Core Event Schema Boundary

Design principle for what belongs on nexus_events vs facet tables (dimensions, measurements, source tables).

Principle

Every column on nexus_events must be required. If a field cannot be guaranteed on every event from every source, it does not belong on the core event table — it belongs in a facet table (dimensions, measurements, identifiers, traits, attribution) or on the source event table.

There are no optional columns on nexus_events.

Why

The core event table is the nexus contract. Downstream consumers — output models, semantic layer generators, LLM agents — need to know exactly what they can rely on without checking for nulls or reading source-specific documentation. A column that is "usually there" is worse than a column that is always there or a column that lives in a well-defined facet table with metadata.

Optional columns create ambiguity:

  • Is it null because the source doesn't have this concept, or because of a bug?
  • Should the semantic layer expose it as a dimension? It's not in the metadata pipeline.
  • Does an LLM know to check for it? It's not in the facet catalog.

Required columns eliminate these questions. Facet tables with EAV metadata answer them systematically for everything else.

Current Required Fields

Field Type Description
event_id STRING Unique nexus event identifier
occurred_at TIMESTAMP Business timestamp
event_type STRING Event category
event_name STRING Specific event action
source STRING Source system name

Fields to Evaluate

The following fields are currently on or near the core event schema and need to be evaluated against the "must be required" rule:

Field Current Status Evaluation
event_description Optional Could be required (soft — warning test). Every event can produce a human-readable description.
significance Optional Candidate to move to measurements or dimensions.
_ingested_at Optional Operational metadata. Could be required with warning-level test.
_processed_at Optional Operational metadata. Could be required with warning-level test.

Where Non-Core Data Belongs

Data type Home Example
Quantitative values Measurements (EAV → pivot) revenue, annual_premium_price
Cross-source categorical tags Dimensions (EAV → pivot) is_revenue_earned, source_record_id

source_record_id is a good example of why this boundary matters. It is the source system's primary business identifier for the event record (contract number, invoice ID, order ID). It is broadly useful but not universal — GA4 pageviews, synthetic events, and session boundaries have no meaningful source record ID. That makes it ineligible for the core event table and a natural fit for dimensions, where absence means null in the pivot without ambiguity. | Person/group identifiers | Identifiers (EAV) | email, phone, customer_id | | Entity properties | Traits (EAV) | first_name, city, plan_type | | Touchpoint click IDs | Attribution models | fbclid, gclid | | Source-specific fields | Source event tables | contract_number, appointment_status |

The Join Tradeoff

Cleaner separation of concerns means more joins. This is an intentional choice:

  • nexus_events alone answers "what happened?" — event counts, timelines, source breakdowns. That covers a large class of questions.
  • Adding "how much?" requires joining measurements.
  • Adding "which business concept?" requires joining dimensions.
  • Adding "who was involved?" requires joining participants and entities.

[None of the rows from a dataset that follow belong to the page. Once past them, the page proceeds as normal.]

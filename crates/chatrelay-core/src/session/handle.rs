//! Cross-thread access to the chat session.
//!
//! `SessionHandle` is the only way code outside the event loop reaches the
//! session. It submits commands onto the loop's queue: posts are
//! fire-and-forget, history requests block the calling thread on a one-shot
//! reply channel.

use std::sync::mpsc::{self as std_mpsc, RecvTimeoutError};
use std::time::Duration;

use chatrelay_types::error::{ChatError, SessionError};
use tokio::sync::mpsc;

/// Work item executed on the session event loop.
#[derive(Debug)]
pub enum SessionCommand {
    /// Post the text verbatim. No reply.
    Post { text: String },

    /// Fetch history; the result goes back over `reply`.
    History {
        reply: std_mpsc::SyncSender<Result<String, ChatError>>,
    },
}

/// The two session operations available to bridge units.
pub trait RelaySession: Send + Sync {
    /// Queue a post and return immediately.
    ///
    /// Fails only when the event loop is gone; delivery problems are
    /// logged on the loop, never reported here.
    fn post_message(&self, text: String) -> Result<(), SessionError>;

    /// Request history and block until it arrives.
    ///
    /// Call this from a thread that is allowed to block (a plain thread or
    /// `spawn_blocking`), never from inside an async task.
    fn fetch_history(&self) -> Result<String, SessionError>;
}

/// Cloneable, thread-safe submitter for [`SessionCommand`]s.
#[derive(Debug, Clone)]
pub struct SessionHandle {
    commands: mpsc::UnboundedSender<SessionCommand>,
    history_timeout: Option<Duration>,
}

impl SessionHandle {
    pub(crate) fn new(
        commands: mpsc::UnboundedSender<SessionCommand>,
        history_timeout: Option<Duration>,
    ) -> Self {
        Self {
            commands,
            history_timeout,
        }
    }

    /// Whether the event loop is still accepting commands.
    pub fn is_open(&self) -> bool {
        !self.commands.is_closed()
    }

    fn submit(&self, command: SessionCommand) -> Result<(), SessionError> {
        self.commands
            .send(command)
            .map_err(|_| SessionError::LoopClosed)
    }
}

impl RelaySession for SessionHandle {
    fn post_message(&self, text: String) -> Result<(), SessionError> {
        self.submit(SessionCommand::Post { text })
    }

    fn fetch_history(&self) -> Result<String, SessionError> {
        let (reply, result) = std_mpsc::sync_channel(1);
        self.submit(SessionCommand::History { reply })?;

        let outcome = match self.history_timeout {
            Some(timeout) => result.recv_timeout(timeout).map_err(|e| match e {
                RecvTimeoutError::Timeout => SessionError::Timeout(timeout),
                RecvTimeoutError::Disconnected => SessionError::LoopClosed,
            })?,
            None => result.recv().map_err(|_| SessionError::LoopClosed)?,
        };

        outcome.map_err(SessionError::from)
    }
}
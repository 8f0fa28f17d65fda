//! Classification of a single inbound payload.

use chatrelay_types::config::HISTORY_COMMAND;

/// What a connection asked for.
#[derive(Debug, Clone, PartialEq, Eq)]
pub enum RelayRequest {
    /// `/history`, any casing, surrounding whitespace ignored.
    History,
    /// Anything else that is non-empty, kept byte-for-byte.
    Post(String),
    /// Zero bytes.
    Empty,
}

impl RelayRequest {
    pub fn classify(payload: &str) -> Self {
        if payload.trim().eq_ignore_ascii_case(HISTORY_COMMAND) {
            RelayRequest::History
        } else if !payload.is_empty() {
            RelayRequest::Post(payload.to_string())
        } else {
            RelayRequest::Empty
        }
    }
}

Each join adds a well-defined facet with its own metadata, tests, and semantic layer discoverability. The alternative — a wide events table with every possible column — trades discoverability and contract stability for fewer joins.

These Joins Are Cheap

The pivoted facet tables (nexus_event_dimensions, nexus_event_measurements) have one row per event_id — the same grain as nexus_events. Joining them is a 1:1 primary key join, which modern columnar engines (Snowflake, BigQuery, Databricks) optimize to a hash lookup. There is no cardinality fan-out, no row explosion, no complexity. The "cost" of these joins is effectively zero at query time.

The real cost of a wide events table is not avoiding joins — it is losing contract stability, metadata discoverability, and the ability to add new facets without altering the core schema.

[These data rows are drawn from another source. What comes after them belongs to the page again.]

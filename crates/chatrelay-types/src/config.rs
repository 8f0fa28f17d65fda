//! Relay configuration types.
//!
//! `RelayConfig` is the optional `chatrelay.toml` file. Every field has a
//! default, so an empty or missing file yields a working configuration.
//! Credentials never live here; they come from the environment.

use std::time::Duration;

use serde::{Deserialize, Serialize};

/// Literal command that requests channel history instead of a post.
pub const HISTORY_COMMAND: &str = "/history";

/// Text returned for history while the target channel is unresolved.
pub const HISTORY_FALLBACK_TEXT: &str = "History channel not found.";

/// Text written back when a history request fails or times out.
pub const HISTORY_UNAVAILABLE_TEXT: &str = "History unavailable.";

/// Tunables for the TCP listener and the chat session.
#[derive(Debug, Clone, PartialEq, Eq, Serialize, Deserialize)]
pub struct RelayConfig {
    /// Interface the listener binds to.
    #[serde(default = "default_listen_host")]
    pub listen_host: String,

    /// TCP port the listener binds to.
    #[serde(default = "default_listen_port")]
    pub listen_port: u16,

    /// Pending-connection backlog passed to `listen(2)`.
    #[serde(default = "default_listen_backlog")]
    pub listen_backlog: u32,

    /// Largest payload read from a single connection, in bytes.
    #[serde(default = "default_max_payload_bytes")]
    pub max_payload_bytes: usize,

    /// Number of recent messages returned by a history request.
    #[serde(default = "default_history_limit")]
    pub history_limit: u32,

    /// How long a bridge unit waits for a history reply. `0` waits forever.
    #[serde(default = "default_history_timeout_secs")]
    pub history_timeout_secs: u64,

    /// Read and write timeout on each client connection. `0` disables it.
    #[serde(default = "default_io_timeout_secs")]
    pub io_timeout_secs: u64,

    /// Base URL of the chat platform REST API.
    #[serde(default = "default_api_base")]
    pub api_base: String,
}

fn default_listen_host() -> String {
    "0.0.0.0".to_string()
}

fn default_listen_port() -> u16 {
    10000
}

fn default_listen_backlog() -> u32 {
    5
}

fn default_max_payload_bytes() -> usize {
    1024
}

fn default_history_limit() -> u32 {
    25
}

fn default_history_timeout_secs() -> u64 {
    30
}

fn default_io_timeout_secs() -> u64 {
    30
}

fn default_api_base() -> String {
    "https://discord.com/api/v10".to_string()
}

impl Default for RelayConfig {
    fn default() -> Self {
        Self {
            listen_host: default_listen_host(),
            listen_port: default_listen_port(),
            listen_backlog: default_listen_backlog(),
            max_payload_bytes: default_max_payload_bytes(),
            history_limit: default_history_limit(),
            history_timeout_secs: default_history_timeout_secs(),
            io_timeout_secs: default_io_timeout_secs(),
            api_base: default_api_base(),
        }
    }
}

impl RelayConfig {
    /// `host:port` string for binding the listener.
    pub fn listen_addr(&self) -> String {
        format!("{}:{}", self.listen_host, self.listen_port)
    }

    /// Bound on the history wait, or `None` for an unbounded wait.
    pub fn history_timeout(&self) -> Option<Duration> {
        match self.history_timeout_secs {
            0 => None,
            secs => Some(Duration::from_secs(secs)),
        }
    }

    /// Socket timeout for client connections, or `None` to block forever.
    pub fn io_timeout(&self) -> Option<Duration> {
        match self.io_timeout_secs {
            0 => None,
            secs => Some(Duration::from_secs(secs)),
        }
    }
}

Impact on Semantic Layer Generation

The facet pipeline (EAV → union → pivot → metadata) is the mechanism nexus uses for auto-discovery. A field on nexus_events is not self-describing — the generator must be taught about it explicitly. A field in a facet table is automatically cataloged in the metadata table and available for semantic layer generation without configuration.

This is the strongest argument for keeping nexus_events narrow: everything outside it flows through a pipeline that makes it discoverable.